Kinetochore and ionomic adaptation to whole-genome duplication in Cochlearia shows evolutionary convergence in three autopolyploids

• Authors: BRAY Sian M; HAMALA Tuomas; ZHOU Min; BUSOMS Silvia; FISCHER Sina; DESJARDINS Stuart D; MALÍK MANDÁKOVÁ Terezie; MOORE Chris; MATHERS Thomas C; COWAN Laura; MONNAHAN Patrick; KOCH Jordan; WOLF Eva M; LYSÁK Martin; KOLAR Filip; HIGGINS James D; KOCH Marcus A; YANT Levi
• Year of publication: 2024
• Type: Article in Periodical
• Magazine / Source: Cell Reports
• MU Faculty or unit: Central European Institute of Technology
• web: https://www.sciencedirect.com/science/article/pii/S2211124724009057?via%3Dihub
• Doi: http://dx.doi.org/10.1016/j.celrep.2024.114576
• Description: Whole-genome duplication (WGD) occurs in all kingdoms and impacts speciation, domestication, and cancer outcome. However, doubled DNA management can be challenging for nascent polyploids. The study of within-species polyploidy (autopolyploidy) permits focus on this DNA management aspect, decoupling it from the confounding effects of hybridization (in allopolyploid hybrids).

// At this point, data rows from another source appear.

include!(concat!(env!("OUT_DIR"), "/pkg_info.rs"));
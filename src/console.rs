//! Interactive terminal front end built on `dialoguer` prompts.

use colored::Colorize;
use dialoguer::theme::ColorfulTheme;
use dialoguer::{Confirm, Input, Select};

use crate::cli::{DashboardAction, Settings};
use crate::dashboard::{Dashboard, detail_document};
use crate::error::{ServiceError, ServiceResult};
use crate::export::Exporter;
use crate::forms::{Field, FieldValue, InputKind};
use crate::share::{Channel, ShareReport, ShareTarget, download, share_or_fallback};
use crate::steps::{Step, StepKey};
use crate::storage::{StorageError, SubmissionRepository};
use crate::summary;
use crate::types::{LogoFlag, StatusFilter, Submission, SubmissionStatus, Vibe};
use crate::wizard::{Navigation, Responder, SummaryAction};

pub fn clear_screen() {
    print!("\x1B[2J\x1B[1;1H");
}

pub struct TerminalResponder {
    theme: ColorfulTheme,
}

impl TerminalResponder {
    pub fn new() -> Self {
        Self {
            theme: ColorfulTheme::default(),
        }
    }

    fn select(&self, prompt: &str, items: &[String], default: usize) -> ServiceResult<usize> {
        Ok(Select::with_theme(&self.theme)
            .with_prompt(prompt)
            .items(items)
            .default(default)
            .interact()?)
    }
}

impl Default for TerminalResponder {
    fn default() -> Self {
        Self::new()
    }
}

impl Responder for TerminalResponder {
    fn show(&mut self, text: &str) {
        println!("{text}\n");
    }

    fn answer(&mut self, field: Field, current: &FieldValue) -> ServiceResult<FieldValue> {
        if let Some(hint) = field.hint() {
            println!("{}", hint.dimmed());
        }
        let value = match (field.kind(), current) {
            (InputKind::VibeSlider, FieldValue::Vibe(vibe)) => {
                let labels: Vec<String> = Vibe::ALL
                    .iter()
                    .map(|v| format!("[{}] {}", v.position(), v.label()))
                    .collect();
                let position = self.select(field.label(), &labels, vibe.position() as usize)?;
                FieldValue::Vibe(Vibe::from_position(position as u8).unwrap_or_default())
            }
            (InputKind::YesNo, FieldValue::Logo(flag)) => {
                let yes = Confirm::with_theme(&self.theme)
                    .with_prompt(field.label())
                    .default(flag.is_yes())
                    .interact()?;
                FieldValue::Logo(LogoFlag::from(yes))
            }
            (_, FieldValue::Text(text)) => {
                let answer: String = Input::with_theme(&self.theme)
                    .with_prompt(field.label())
                    .with_initial_text(text.clone())
                    .allow_empty(true)
                    .interact_text()?;
                FieldValue::Text(answer)
            }
            (_, other) => other.clone(),
        };
        Ok(value)
    }

    fn navigate(&mut self, step: &Step, can_go_back: bool) -> ServiceResult<Navigation> {
        let mut options = vec![(
            if step.key == StepKey::Welcome { "Start the questionnaire" } else { "Next" },
            Navigation::Next,
        )];
        if can_go_back {
            options.push(("Back", Navigation::Back));
        }
        options.push(("Quit", Navigation::Quit));

        let labels: Vec<String> = options.iter().map(|(label, _)| label.to_string()).collect();
        let choice = self.select("Continue", &labels, 0)?;
        Ok(options[choice].1)
    }

    fn summary_action(&mut self, saved: bool) -> ServiceResult<SummaryAction> {
        let mut options = vec![
            ("Send to the studio on WhatsApp", SummaryAction::Share(Channel::WhatsApp)),
            ("Send to the studio by email", SummaryAction::Share(Channel::Email)),
            ("Download as PDF", SummaryAction::Download),
        ];
        if !saved {
            options.push(("Save to the studio inbox", SummaryAction::SaveToInbox));
        }
        options.extend([("Back", SummaryAction::Back), ("Finish", SummaryAction::Finish)]);

        let labels: Vec<String> = options.iter().map(|(label, _)| label.to_string()).collect();
        let choice = self.select("What next?", &labels, 0)?;
        Ok(options[choice].1)
    }
}

/// Status glyph, name and date, with the one-line description underneath.
fn list_entry(submission: &Submission, selected: bool) -> String {
    let line = format!(
        "{} {:<32} {}",
        submission.status.glyph(),
        submission.display_name(),
        submission.submitted_on()
    );
    let line = if selected { line.cyan().bold().to_string() } else { line };
    match submission.record.one_line_description.trim() {
        "" => line,
        description => format!("{line}\n    {}", description.dimmed()),
    }
}

pub fn print_list<R: SubmissionRepository>(dashboard: &Dashboard<'_, R>) {
    let visible = dashboard.visible();
    println!(
        "{}  {}",
        format!("Filter: {}", dashboard.filter().label()).bold(),
        format!("{} of {} questionnaires", visible.len(), dashboard.submissions().len()).dimmed()
    );
    if visible.is_empty() {
        println!("{}", "No questionnaires with this status.".dimmed());
    }
    let selected_id = dashboard.selected().map(|s| s.id.as_str());
    for submission in visible {
        println!("{}", list_entry(submission, selected_id == Some(submission.id.as_str())));
    }
    println!();
}

pub fn print_detail(submission: &Submission) {
    println!("{}", format!("id: {}", submission.id).dimmed());
    println!("{}", detail_document(submission).terminal_text());
}

#[derive(Clone, Copy, Debug, PartialEq, Eq)]
enum MenuAction {
    Open(usize),
    Filter,
    ChangeStatus,
    Export,
    Share(Channel),
    Delete,
    BackToList,
    Exit,
}

/// Interactive review loop. Returns when the user chooses to exit.
pub async fn run_dashboard<R: SubmissionRepository, S: ShareTarget>(
    repository: &R,
    share_target: &S,
    exporter: &Exporter,
    settings: &Settings,
) -> ServiceResult<()> {
    let theme = ColorfulTheme::default();
    let mut dashboard = Dashboard::load(repository, settings.compact)?;

    loop {
        clear_screen();
        println!("{}\n", "Studio dashboard".bold().cyan());
        if dashboard.shows_list() {
            print_list(&dashboard);
        }
        if dashboard.shows_detail() {
            if let Some(selected) = dashboard.selected() {
                print_detail(selected);
            }
        }

        let mut actions: Vec<(String, MenuAction)> = Vec::new();
        if dashboard.shows_list() {
            for (idx, submission) in dashboard.visible().iter().enumerate() {
                actions.push((format!("Open: {}", submission.display_name()), MenuAction::Open(idx)));
            }
            actions.push((String::from("Change filter"), MenuAction::Filter));
        }
        if dashboard.selected().is_some() {
            actions.extend([
                (String::from("Change status"), MenuAction::ChangeStatus),
                (String::from("Download as PDF"), MenuAction::Export),
                (String::from("Share on WhatsApp"), MenuAction::Share(Channel::WhatsApp)),
                (String::from("Share by email"), MenuAction::Share(Channel::Email)),
                (String::from("Delete questionnaire"), MenuAction::Delete),
                (String::from("Back to list"), MenuAction::BackToList),
            ]);
        }
        actions.push((String::from("Exit to questionnaire"), MenuAction::Exit));

        let labels: Vec<&str> = actions.iter().map(|(label, _)| label.as_str()).collect();
        let choice = Select::with_theme(&theme)
            .with_prompt("Action")
            .items(&labels)
            .default(0)
            .interact()?;

        match actions[choice].1 {
            MenuAction::Open(idx) => {
                if let Some(id) = dashboard.visible().get(idx).map(|s| s.id.clone()) {
                    dashboard.select(&id);
                }
            }
            MenuAction::Filter => {
                let labels: Vec<&str> = StatusFilter::ALL.iter().map(|f| f.label()).collect();
                let current = StatusFilter::ALL
                    .iter()
                    .position(|f| *f == dashboard.filter())
                    .unwrap_or(0);
                let picked = Select::with_theme(&theme)
                    .with_prompt("Show")
                    .items(&labels)
                    .default(current)
                    .interact()?;
                dashboard.set_filter(StatusFilter::ALL[picked]);
            }
            MenuAction::ChangeStatus => {
                let Some(selected) = dashboard.selected() else { continue };
                let id = selected.id.clone();
                let current = SubmissionStatus::ALL
                    .iter()
                    .position(|s| *s == selected.status)
                    .unwrap_or(0);
                let labels: Vec<&str> = SubmissionStatus::ALL.iter().map(|s| s.label()).collect();
                let picked = Select::with_theme(&theme)
                    .with_prompt("Status")
                    .items(&labels)
                    .default(current)
                    .interact()?;
                dashboard.update_status(&id, SubmissionStatus::ALL[picked])?;
            }
            MenuAction::Export => {
                match dashboard.export_selected(exporter).await {
                    Some(file) => match download(&file, &settings.download_path()) {
                        Ok(path) => println!("Saved {}", path.display()),
                        Err(err) => tracing::error!(error = %err, "download failed"),
                    },
                    None => println!("The PDF could not be generated."),
                }
                pause(&theme)?;
            }
            MenuAction::Share(channel) => {
                let Some(selected) = dashboard.selected() else { continue };
                match dashboard.export_selected(exporter).await {
                    Some(file) => {
                        let report = share_or_fallback(
                            share_target,
                            &file,
                            &summary::share_message(&selected.record),
                            channel,
                            &settings.contact(),
                            &settings.download_path(),
                        )
                        .await;
                        print_report(&report);
                    }
                    None => println!("The PDF could not be generated."),
                }
                pause(&theme)?;
            }
            MenuAction::Delete => {
                let Some(id) = dashboard.selected().map(|s| s.id.clone()) else { continue };
                dashboard.delete(&id, |submission| {
                    Confirm::with_theme(&theme)
                        .with_prompt(format!(
                            "Delete the questionnaire of {}? This cannot be undone.",
                            submission.display_name()
                        ))
                        .default(false)
                        .interact()
                        .unwrap_or(false)
                })?;
            }
            MenuAction::BackToList => dashboard.back_to_list(),
            MenuAction::Exit => return Ok(()),
        }
    }
}

/// One dashboard action without the interactive menu.
pub async fn run_dashboard_action<R: SubmissionRepository, S: ShareTarget>(
    action: DashboardAction,
    repository: &R,
    share_target: &S,
    exporter: &Exporter,
    settings: &Settings,
) -> ServiceResult<()> {
    let mut dashboard = Dashboard::load(repository, settings.compact)?;

    match action {
        DashboardAction::List { status } => {
            dashboard.set_filter(status);
            print_list(&dashboard);
        }
        DashboardAction::Show { id } => {
            let selected = select_or_missing(&mut dashboard, &id)?;
            print_detail(selected);
        }
        DashboardAction::Status { id, status } => {
            dashboard.update_status(&id, status)?;
            println!("{} is now {}", id, status.label());
        }
        DashboardAction::Delete { id, yes } => {
            let deleted = dashboard.delete(&id, |submission| {
                yes || Confirm::with_theme(&ColorfulTheme::default())
                    .with_prompt(format!(
                        "Delete the questionnaire of {}? This cannot be undone.",
                        submission.display_name()
                    ))
                    .default(false)
                    .interact()
                    .unwrap_or(false)
            })?;
            if deleted {
                println!("Deleted {id}");
            } else {
                println!("Nothing deleted.");
            }
        }
        DashboardAction::Export { id, out } => {
            select_or_missing(&mut dashboard, &id)?;
            let file = dashboard
                .export_selected(exporter)
                .await
                .ok_or_else(|| ServiceError::Other("The PDF could not be generated.".into()))?;
            let dir = out.unwrap_or_else(|| settings.download_path());
            let path = download(&file, &dir)?;
            println!("Saved {}", path.display());
        }
        DashboardAction::Share { id, channel } => {
            let message = summary::share_message(&select_or_missing(&mut dashboard, &id)?.record);
            let file = dashboard
                .export_selected(exporter)
                .await
                .ok_or_else(|| ServiceError::Other("The PDF could not be generated.".into()))?;
            let report = share_or_fallback(
                share_target,
                &file,
                &message,
                channel,
                &settings.contact(),
                &settings.download_path(),
            )
            .await;
            print_report(&report);
        }
    }
    Ok(())
}

fn select_or_missing<'d, R: SubmissionRepository>(
    dashboard: &'d mut Dashboard<'_, R>,
    id: &str,
) -> ServiceResult<&'d Submission> {
    if !dashboard.select(id) {
        return Err(StorageError::SubmissionNotFound(id.to_string()).into());
    }
    dashboard
        .selected()
        .ok_or_else(|| StorageError::SubmissionNotFound(id.to_string()).into())
}

pub fn print_report(report: &ShareReport) {
    match report {
        ShareReport::Shared => println!("{}", "Shared.".green()),
        ShareReport::ManualAttachment { link, notice, .. } => {
            println!("{}", notice.yellow());
            println!("{link}");
        }
    }
}

fn pause(theme: &ColorfulTheme) -> ServiceResult<()> {
    Input::<String>::with_theme(theme)
        .with_prompt("Press enter to continue")
        .allow_empty(true)
        .interact_text()?;
    Ok(())
}

#[cfg(test)]
mod tests {
    use super::*;
    use crate::types::QuestionnaireRecord;

    fn entry(description: &str) -> Submission {
        Submission::new(QuestionnaireRecord {
            business_name: "Acme".into(),
            one_line_description: description.into(),
            ..Default::default()
        })
    }

    #[test]
    fn list_entry_shows_description_under_name() {
        colored::control::set_override(false);
        let text = list_entry(&entry("Hand-made widgets"), false);
        let lines: Vec<_> = text.lines().collect();
        assert_eq!(lines.len(), 2);
        assert!(lines[0].contains("Acme"));
        assert_eq!(lines[1].trim(), "Hand-made widgets");

        assert_eq!(list_entry(&entry("  "), true).lines().count(), 1);
    }
}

How is autopolyploidy tolerated, and how do young polyploids stabilize? Here, we introduce a powerful model to address this: the genus Cochlearia, which has experienced many polyploidization events. We assess meiosis and other polyploidrelevant phenotypes, generate a chromosome-scale genome, and sequence 113 individuals from 33 ploidy-contrasting populations. We detect an obvious autopolyploidy-associated selection signal at kinetochore components and ion transporters. Modeling the selected alleles, we detail evidence of the kinetochore complex mediating adaptation to polyploidy. We compare candidates in independent autopolyploids across three genera separated by 40 million years, highlighting a common function at the process and gene levels, indicating evolutionary flexibility in response to polyploidy.